Making sure your data matches something outside of the dataset is very important. It allows you to ensure that the measurements are roughly in line with what they should be and it serves as a check on what other things might be wrong in your dataset. External validation can often be as simple as checking your data against a single number, as we will do here.

In the U.S. we have national ambient air quality standards, and for ozone, the current standard set in 2008 is that the “annual fourth-highest daily maximum 8-hr concentration, averaged over 3 years” should not exceed 0.075 parts per million (ppm).

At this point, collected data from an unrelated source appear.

//! Tracker configuration

/// Default capacity of the pending update queue
pub const DEFAULT_QUEUE_CAPACITY: usize = 100;

/// Default per-subscriber outbound buffer
pub const DEFAULT_SUBSCRIBER_BUFFER: usize = 64;

/// Configuration for the ingest and broadcast paths
#[derive(Debug, Clone, PartialEq, Eq)]
pub struct TrackerConfig {
    /// Updates that may wait for the distributor before new ones are dropped
    pub queue_capacity: usize,

    /// Notifications buffered per subscriber before it counts as lagging
    pub subscriber_buffer: usize,
}

impl Default for TrackerConfig {
    fn default() -> Self {
        Self {
            queue_capacity: DEFAULT_QUEUE_CAPACITY,
            subscriber_buffer: DEFAULT_SUBSCRIBER_BUFFER,
        }
    }
}

impl TrackerConfig {
    /// Set the pending update queue capacity (minimum 1)
    pub fn queue_capacity(mut self, capacity: usize) -> Self {
        self.queue_capacity = capacity.max(1);
        self
    }

    /// Set the per-subscriber outbound buffer (minimum 1)
    pub fn subscriber_buffer(mut self, size: usize) -> Self {
        self.subscriber_buffer = size.max(1);
        self
    }
}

The exact details of how to calculate this are not important for this analysis, but roughly speaking, the 8-hour average concentration should not be too much higher than 0.075 ppm (it can be higher because of the way the standard is worded).

Let’s take a look at the hourly measurements of ozone.

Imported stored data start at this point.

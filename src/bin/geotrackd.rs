//! geotrackd - real-time location tracking daemon
//!
//! Run with: cargo run --bin geotrackd -- [OPTIONS]
//!
//! Examples:
//!   geotrackd                                  # binds to 0.0.0.0:3009
//!   geotrackd --port 3010 --simulate-devices   # demo fleets on port 3010
//!   PORT=4000 LOG_JSON=true geotrackd          # env fallbacks, JSON logs
//!
//! Options are also read from the environment and from a `.env` file in the
//! working directory.
//!
//! ## Try it
//!
//!   curl -X POST localhost:3009/api/locations \
//!        -d '{"assetId":"a1","latitude":10,"longitude":20,"tenantId":"x"}' \
//!        -H 'content-type: application/json'
//!   curl 'localhost:3009/api/locations?tenantId=x'
//!   websocat 'ws://localhost:3009/ws?tenantId=x'

use std::net::{IpAddr, SocketAddr};

use anyhow::Context;
use clap::Parser;
use tracing_subscriber::layer::SubscriberExt;
use tracing_subscriber::util::SubscriberInitExt;
use tracing_subscriber::EnvFilter;

use geotrack_rs::broadcast::config::{DEFAULT_QUEUE_CAPACITY, DEFAULT_SUBSCRIBER_BUFFER};
use geotrack_rs::server::config::DEFAULT_PORT;
use geotrack_rs::{ServerConfig, TrackerConfig, TrackerServer};

#[derive(Parser, Debug)]
#[command(name = "geotrackd")]
#[command(version, about = "Real-time location tracking with tenant-scoped WebSocket fan-out")]
struct Cli {
    /// Address to listen on
    #[arg(long, env = "HOST", default_value = "0.0.0.0")]
    host: IpAddr,

    /// Port to listen on
    #[arg(short, long, env = "PORT", default_value_t = DEFAULT_PORT)]
    port: u16,

    /// Run simulated device fleets
    #[arg(long, env = "SIMULATE_DEVICES")]
    simulate_devices: bool,

    /// Pending updates held for the distributor before new ones are dropped
    #[arg(long, env = "QUEUE_CAPACITY", default_value_t = DEFAULT_QUEUE_CAPACITY)]
    queue_capacity: usize,

    /// Notifications buffered per subscriber before it starts missing updates
    #[arg(long, env = "SUBSCRIBER_BUFFER", default_value_t = DEFAULT_SUBSCRIBER_BUFFER)]
    subscriber_buffer: usize,

    /// Maximum concurrent WebSocket subscribers (0 = unlimited)
    #[arg(long, env = "MAX_SUBSCRIBERS", default_value_t = 0)]
    max_subscribers: usize,

    /// Emit logs as JSON
    #[arg(long, env = "LOG_JSON")]
    log_json: bool,
}

impl Cli {
    fn server_config(&self) -> ServerConfig {
        let tracker = TrackerConfig::default()
            .queue_capacity(self.queue_capacity)
            .subscriber_buffer(self.subscriber_buffer);

        ServerConfig::with_addr(SocketAddr::new(self.host, self.port))
            .simulate_devices(self.simulate_devices)
            .max_subscribers(self.max_subscribers)
            .tracker(tracker)
    }
}

fn init_tracing(json: bool) {
    let filter = EnvFilter::try_from_default_env()
        .unwrap_or_else(|_| "geotrack_rs=info,geotrackd=info,tower_http=warn".into());

    let registry = tracing_subscriber::registry().with(filter);
    if json {
        registry.with(tracing_subscriber::fmt::layer().json()).init();
    } else {
        registry.with(tracing_subscriber::fmt::layer()).init();
    }
}

#[tokio::main]
async fn main() -> anyhow::Result<()> {
    let env_file = dotenvy::dotenv().ok();
    let cli = Cli::parse();

    init_tracing(cli.log_json);

    if let Some(path) = env_file {
        tracing::info!(path = %path.display(), "Loaded .env file");
    }

    let config = cli.server_config();
    tracing::info!(
        addr = %config.bind_addr,
        simulate_devices = config.simulate_devices,
        queue_capacity = config.tracker.queue_capacity,
        subscriber_buffer = config.tracker.subscriber_buffer,
        "Starting geo tracker"
    );

    TrackerServer::new(config)
        .run_until(async {
            let _ = tokio::signal::ctrl_c().await;
        })
        .await
        .context("geo tracker failed")?;

    tracing::info!("Geo tracker stopped");
    Ok(())
}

> summary(ozone$Sample.Measurement) Min. 1st Qu. Median Mean 3rd Qu. Max. 0.00000 0.02000 0.03200 0.03123 0.04200 0.34900 From the summary we can see that the maximum hourly concentration is quite high (0.349 ppm) but that in general, the bulk of the distribution is far below 0.075. We can get a bit more detail on the distribution by looking at deciles of the data. > quantile(ozone$Sample.Measurement, seq(0, 1, 0.1))
0%   10%   20%   30%   40%   50%   60%   70%
0.000 0.010 0.018 0.023 0.028 0.032 0.036 0.040
80%   90%  100%
0.044 0.051 0.349

Knowing that the national standard for ozone is something like 0.075, we can see from the data that

• The data are at least of the right order of magnitude (i.e. the units are correct)

• The range of the distribution is roughly what we’d expect, given the regulation around ambient pollution levels

• Some hourly levels (less than 10%) are above 0.075 but this may be reasonable given the wording of the standard and the averaging involved.